Task goal:
Look through the listing below and report every line that contains "sugar".

Dataset:
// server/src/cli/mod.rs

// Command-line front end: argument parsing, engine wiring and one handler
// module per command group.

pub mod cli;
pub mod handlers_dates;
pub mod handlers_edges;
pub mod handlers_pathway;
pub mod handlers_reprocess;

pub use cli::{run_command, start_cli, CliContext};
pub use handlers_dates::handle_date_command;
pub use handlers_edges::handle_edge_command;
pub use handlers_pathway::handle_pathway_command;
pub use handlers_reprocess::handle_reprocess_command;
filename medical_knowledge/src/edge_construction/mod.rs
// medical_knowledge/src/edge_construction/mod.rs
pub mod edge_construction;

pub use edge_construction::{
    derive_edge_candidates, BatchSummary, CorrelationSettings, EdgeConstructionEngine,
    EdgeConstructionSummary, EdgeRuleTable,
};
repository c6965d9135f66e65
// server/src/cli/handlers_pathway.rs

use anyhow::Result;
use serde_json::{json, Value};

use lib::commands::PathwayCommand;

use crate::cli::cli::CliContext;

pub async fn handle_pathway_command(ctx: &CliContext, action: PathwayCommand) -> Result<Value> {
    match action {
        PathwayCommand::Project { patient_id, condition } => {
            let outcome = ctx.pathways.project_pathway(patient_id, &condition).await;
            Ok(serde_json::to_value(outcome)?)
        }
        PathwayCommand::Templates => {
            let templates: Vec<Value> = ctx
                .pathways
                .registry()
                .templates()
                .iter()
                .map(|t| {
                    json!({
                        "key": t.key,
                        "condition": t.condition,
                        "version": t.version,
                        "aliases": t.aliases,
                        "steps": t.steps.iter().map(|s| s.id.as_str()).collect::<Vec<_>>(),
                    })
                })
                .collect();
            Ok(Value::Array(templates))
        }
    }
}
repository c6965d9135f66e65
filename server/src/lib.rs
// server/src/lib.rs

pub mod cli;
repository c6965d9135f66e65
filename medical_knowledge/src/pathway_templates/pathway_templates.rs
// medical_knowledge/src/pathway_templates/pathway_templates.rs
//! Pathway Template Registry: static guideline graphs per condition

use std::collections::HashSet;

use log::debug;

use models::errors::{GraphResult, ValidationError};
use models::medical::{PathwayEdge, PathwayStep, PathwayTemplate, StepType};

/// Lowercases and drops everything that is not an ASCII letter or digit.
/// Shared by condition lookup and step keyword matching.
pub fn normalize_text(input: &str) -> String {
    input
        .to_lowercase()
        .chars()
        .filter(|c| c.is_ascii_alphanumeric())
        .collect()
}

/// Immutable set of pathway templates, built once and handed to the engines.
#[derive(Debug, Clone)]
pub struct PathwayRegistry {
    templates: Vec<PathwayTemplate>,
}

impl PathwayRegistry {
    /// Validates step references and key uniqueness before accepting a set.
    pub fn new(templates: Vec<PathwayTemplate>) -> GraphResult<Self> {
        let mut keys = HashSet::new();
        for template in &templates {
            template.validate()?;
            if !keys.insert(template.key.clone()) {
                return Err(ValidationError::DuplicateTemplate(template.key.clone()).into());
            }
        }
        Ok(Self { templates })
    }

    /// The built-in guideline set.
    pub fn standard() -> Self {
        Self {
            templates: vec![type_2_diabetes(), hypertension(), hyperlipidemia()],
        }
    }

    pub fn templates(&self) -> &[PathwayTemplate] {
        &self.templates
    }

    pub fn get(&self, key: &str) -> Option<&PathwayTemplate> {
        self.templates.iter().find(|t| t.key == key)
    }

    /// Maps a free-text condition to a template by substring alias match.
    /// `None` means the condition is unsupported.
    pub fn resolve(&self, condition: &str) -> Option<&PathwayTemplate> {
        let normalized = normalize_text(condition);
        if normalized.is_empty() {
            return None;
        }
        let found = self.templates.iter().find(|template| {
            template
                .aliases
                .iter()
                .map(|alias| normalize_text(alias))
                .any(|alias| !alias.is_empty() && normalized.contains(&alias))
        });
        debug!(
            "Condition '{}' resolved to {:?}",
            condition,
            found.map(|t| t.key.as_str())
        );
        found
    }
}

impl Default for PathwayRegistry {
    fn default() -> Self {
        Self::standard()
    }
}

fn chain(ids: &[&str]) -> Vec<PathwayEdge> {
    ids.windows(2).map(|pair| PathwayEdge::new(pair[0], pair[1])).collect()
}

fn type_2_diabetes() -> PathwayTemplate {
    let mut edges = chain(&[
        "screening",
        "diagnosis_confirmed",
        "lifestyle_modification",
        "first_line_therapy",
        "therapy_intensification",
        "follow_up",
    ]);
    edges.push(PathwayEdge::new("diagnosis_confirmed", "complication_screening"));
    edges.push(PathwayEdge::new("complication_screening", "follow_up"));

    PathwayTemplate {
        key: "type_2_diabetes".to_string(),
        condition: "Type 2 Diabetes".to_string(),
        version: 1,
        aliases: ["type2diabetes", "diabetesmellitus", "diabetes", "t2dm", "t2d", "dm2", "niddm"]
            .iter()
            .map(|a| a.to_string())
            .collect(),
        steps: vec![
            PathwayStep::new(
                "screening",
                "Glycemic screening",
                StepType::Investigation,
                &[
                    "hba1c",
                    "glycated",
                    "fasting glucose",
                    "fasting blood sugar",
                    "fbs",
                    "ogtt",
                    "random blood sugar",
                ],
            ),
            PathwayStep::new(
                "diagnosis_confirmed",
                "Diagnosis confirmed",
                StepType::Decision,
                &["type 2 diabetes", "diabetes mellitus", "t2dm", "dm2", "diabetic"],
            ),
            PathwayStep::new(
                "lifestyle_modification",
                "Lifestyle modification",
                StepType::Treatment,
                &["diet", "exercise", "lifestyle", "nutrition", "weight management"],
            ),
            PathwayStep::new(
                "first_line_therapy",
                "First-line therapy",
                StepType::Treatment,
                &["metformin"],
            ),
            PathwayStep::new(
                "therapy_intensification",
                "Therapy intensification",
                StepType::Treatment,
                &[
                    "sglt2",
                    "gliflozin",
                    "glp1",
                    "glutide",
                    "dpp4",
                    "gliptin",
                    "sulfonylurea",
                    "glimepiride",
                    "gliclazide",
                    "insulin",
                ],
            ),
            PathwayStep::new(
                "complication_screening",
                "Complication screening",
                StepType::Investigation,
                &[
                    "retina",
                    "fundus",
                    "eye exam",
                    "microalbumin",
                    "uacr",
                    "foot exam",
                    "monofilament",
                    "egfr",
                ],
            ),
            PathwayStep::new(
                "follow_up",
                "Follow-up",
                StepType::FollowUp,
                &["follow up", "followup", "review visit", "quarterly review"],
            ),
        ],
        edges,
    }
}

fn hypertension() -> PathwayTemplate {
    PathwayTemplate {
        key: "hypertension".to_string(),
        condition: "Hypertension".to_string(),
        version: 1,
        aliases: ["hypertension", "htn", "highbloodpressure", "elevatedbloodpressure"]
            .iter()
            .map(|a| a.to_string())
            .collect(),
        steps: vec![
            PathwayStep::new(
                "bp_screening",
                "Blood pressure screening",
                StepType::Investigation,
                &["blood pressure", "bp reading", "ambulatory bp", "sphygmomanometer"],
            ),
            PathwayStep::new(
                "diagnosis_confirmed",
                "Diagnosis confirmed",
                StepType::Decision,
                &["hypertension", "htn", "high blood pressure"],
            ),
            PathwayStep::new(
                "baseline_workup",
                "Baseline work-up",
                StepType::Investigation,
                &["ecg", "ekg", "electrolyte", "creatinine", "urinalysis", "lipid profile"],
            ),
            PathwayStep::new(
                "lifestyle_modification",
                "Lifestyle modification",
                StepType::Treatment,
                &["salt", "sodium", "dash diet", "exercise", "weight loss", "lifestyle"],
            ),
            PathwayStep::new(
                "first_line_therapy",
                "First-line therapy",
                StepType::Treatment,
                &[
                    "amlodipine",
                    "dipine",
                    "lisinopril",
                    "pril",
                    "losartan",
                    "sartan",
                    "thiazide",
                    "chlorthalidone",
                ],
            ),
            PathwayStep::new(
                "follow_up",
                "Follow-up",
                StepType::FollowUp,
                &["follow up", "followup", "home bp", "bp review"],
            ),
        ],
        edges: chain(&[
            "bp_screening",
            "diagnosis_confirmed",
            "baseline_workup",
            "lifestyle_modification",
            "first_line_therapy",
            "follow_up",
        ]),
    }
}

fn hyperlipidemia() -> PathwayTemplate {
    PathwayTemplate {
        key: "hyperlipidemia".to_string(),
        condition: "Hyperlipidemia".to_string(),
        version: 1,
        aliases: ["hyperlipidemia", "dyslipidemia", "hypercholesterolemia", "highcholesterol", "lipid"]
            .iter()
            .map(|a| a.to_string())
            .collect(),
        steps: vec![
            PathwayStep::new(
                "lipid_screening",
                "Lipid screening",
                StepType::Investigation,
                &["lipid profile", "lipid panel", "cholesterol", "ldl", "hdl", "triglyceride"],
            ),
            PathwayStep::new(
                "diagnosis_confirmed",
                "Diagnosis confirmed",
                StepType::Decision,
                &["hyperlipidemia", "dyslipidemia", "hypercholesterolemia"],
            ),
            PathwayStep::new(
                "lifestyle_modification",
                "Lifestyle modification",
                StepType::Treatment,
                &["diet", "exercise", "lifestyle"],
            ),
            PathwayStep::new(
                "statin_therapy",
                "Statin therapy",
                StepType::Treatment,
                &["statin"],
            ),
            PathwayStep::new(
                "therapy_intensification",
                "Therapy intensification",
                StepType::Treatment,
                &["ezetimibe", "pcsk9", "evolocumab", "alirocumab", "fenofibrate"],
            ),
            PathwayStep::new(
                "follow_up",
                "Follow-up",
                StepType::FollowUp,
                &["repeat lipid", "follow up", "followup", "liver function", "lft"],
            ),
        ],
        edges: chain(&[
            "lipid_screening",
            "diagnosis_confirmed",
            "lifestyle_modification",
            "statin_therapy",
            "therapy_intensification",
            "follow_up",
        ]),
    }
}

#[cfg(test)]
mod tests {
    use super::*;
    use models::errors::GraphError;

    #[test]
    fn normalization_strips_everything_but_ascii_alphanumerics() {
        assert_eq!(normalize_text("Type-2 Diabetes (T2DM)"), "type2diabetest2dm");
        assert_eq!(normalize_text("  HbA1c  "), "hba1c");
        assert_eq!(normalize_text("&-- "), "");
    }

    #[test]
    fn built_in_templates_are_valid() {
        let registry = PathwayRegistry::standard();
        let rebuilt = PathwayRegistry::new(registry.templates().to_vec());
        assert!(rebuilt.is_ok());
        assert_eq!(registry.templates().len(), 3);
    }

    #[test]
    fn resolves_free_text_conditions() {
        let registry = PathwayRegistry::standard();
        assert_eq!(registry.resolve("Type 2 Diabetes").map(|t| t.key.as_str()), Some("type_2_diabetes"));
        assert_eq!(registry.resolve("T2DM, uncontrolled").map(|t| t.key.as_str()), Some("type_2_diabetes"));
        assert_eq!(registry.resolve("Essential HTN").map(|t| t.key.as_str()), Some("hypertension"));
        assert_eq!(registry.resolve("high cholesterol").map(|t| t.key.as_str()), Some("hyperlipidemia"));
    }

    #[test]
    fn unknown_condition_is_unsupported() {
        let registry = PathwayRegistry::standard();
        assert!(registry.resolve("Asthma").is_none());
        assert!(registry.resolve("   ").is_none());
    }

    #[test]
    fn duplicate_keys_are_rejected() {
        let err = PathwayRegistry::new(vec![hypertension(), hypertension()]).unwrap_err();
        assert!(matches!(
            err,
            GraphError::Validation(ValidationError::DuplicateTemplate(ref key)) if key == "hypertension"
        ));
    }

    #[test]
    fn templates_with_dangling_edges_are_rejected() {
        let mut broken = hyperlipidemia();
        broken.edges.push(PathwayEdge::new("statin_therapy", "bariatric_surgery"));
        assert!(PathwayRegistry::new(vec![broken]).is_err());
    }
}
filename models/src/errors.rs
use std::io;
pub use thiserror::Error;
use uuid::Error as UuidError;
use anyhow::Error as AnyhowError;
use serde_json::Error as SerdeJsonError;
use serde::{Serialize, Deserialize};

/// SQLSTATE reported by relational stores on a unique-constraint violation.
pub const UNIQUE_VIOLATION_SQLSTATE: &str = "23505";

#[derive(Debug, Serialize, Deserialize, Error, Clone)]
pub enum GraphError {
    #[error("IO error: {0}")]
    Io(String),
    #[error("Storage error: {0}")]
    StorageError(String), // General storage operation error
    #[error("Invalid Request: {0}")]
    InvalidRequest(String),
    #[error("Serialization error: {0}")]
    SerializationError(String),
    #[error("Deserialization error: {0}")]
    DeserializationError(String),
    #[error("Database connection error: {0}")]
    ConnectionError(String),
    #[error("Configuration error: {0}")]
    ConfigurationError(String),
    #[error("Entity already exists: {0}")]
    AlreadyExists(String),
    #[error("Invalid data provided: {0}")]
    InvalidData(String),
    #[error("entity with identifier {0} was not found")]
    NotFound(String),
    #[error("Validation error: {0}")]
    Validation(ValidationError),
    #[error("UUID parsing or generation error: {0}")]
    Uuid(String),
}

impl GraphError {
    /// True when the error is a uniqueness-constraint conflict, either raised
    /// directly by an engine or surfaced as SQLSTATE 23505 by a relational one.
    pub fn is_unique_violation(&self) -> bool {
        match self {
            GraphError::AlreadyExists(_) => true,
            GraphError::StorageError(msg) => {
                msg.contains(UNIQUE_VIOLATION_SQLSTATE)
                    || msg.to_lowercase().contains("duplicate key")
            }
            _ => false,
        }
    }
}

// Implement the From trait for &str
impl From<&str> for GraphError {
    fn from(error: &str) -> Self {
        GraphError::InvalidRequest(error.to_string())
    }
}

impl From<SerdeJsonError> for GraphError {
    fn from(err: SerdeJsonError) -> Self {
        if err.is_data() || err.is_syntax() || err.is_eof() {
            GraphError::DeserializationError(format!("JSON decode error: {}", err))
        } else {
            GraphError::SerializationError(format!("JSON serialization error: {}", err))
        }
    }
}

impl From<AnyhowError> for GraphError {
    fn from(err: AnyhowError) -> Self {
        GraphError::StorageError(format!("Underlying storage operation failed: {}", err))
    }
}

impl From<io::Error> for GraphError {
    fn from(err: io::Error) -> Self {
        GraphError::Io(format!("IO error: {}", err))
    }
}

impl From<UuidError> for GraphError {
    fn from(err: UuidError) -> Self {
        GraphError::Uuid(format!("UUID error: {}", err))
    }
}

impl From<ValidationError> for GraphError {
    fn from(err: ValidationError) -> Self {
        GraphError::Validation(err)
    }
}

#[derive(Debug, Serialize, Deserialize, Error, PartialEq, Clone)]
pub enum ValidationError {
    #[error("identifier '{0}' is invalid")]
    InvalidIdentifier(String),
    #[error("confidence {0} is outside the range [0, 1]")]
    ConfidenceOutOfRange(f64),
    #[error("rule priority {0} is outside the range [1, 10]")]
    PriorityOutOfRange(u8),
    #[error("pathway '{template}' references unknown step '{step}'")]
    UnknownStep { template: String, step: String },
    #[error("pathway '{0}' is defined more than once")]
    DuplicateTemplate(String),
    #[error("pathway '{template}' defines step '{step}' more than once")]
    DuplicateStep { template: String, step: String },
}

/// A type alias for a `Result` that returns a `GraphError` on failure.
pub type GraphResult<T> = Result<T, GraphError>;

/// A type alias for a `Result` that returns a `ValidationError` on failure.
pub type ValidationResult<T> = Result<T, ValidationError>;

Task answer:
                    "fasting blood sugar",
                    "random blood sugar",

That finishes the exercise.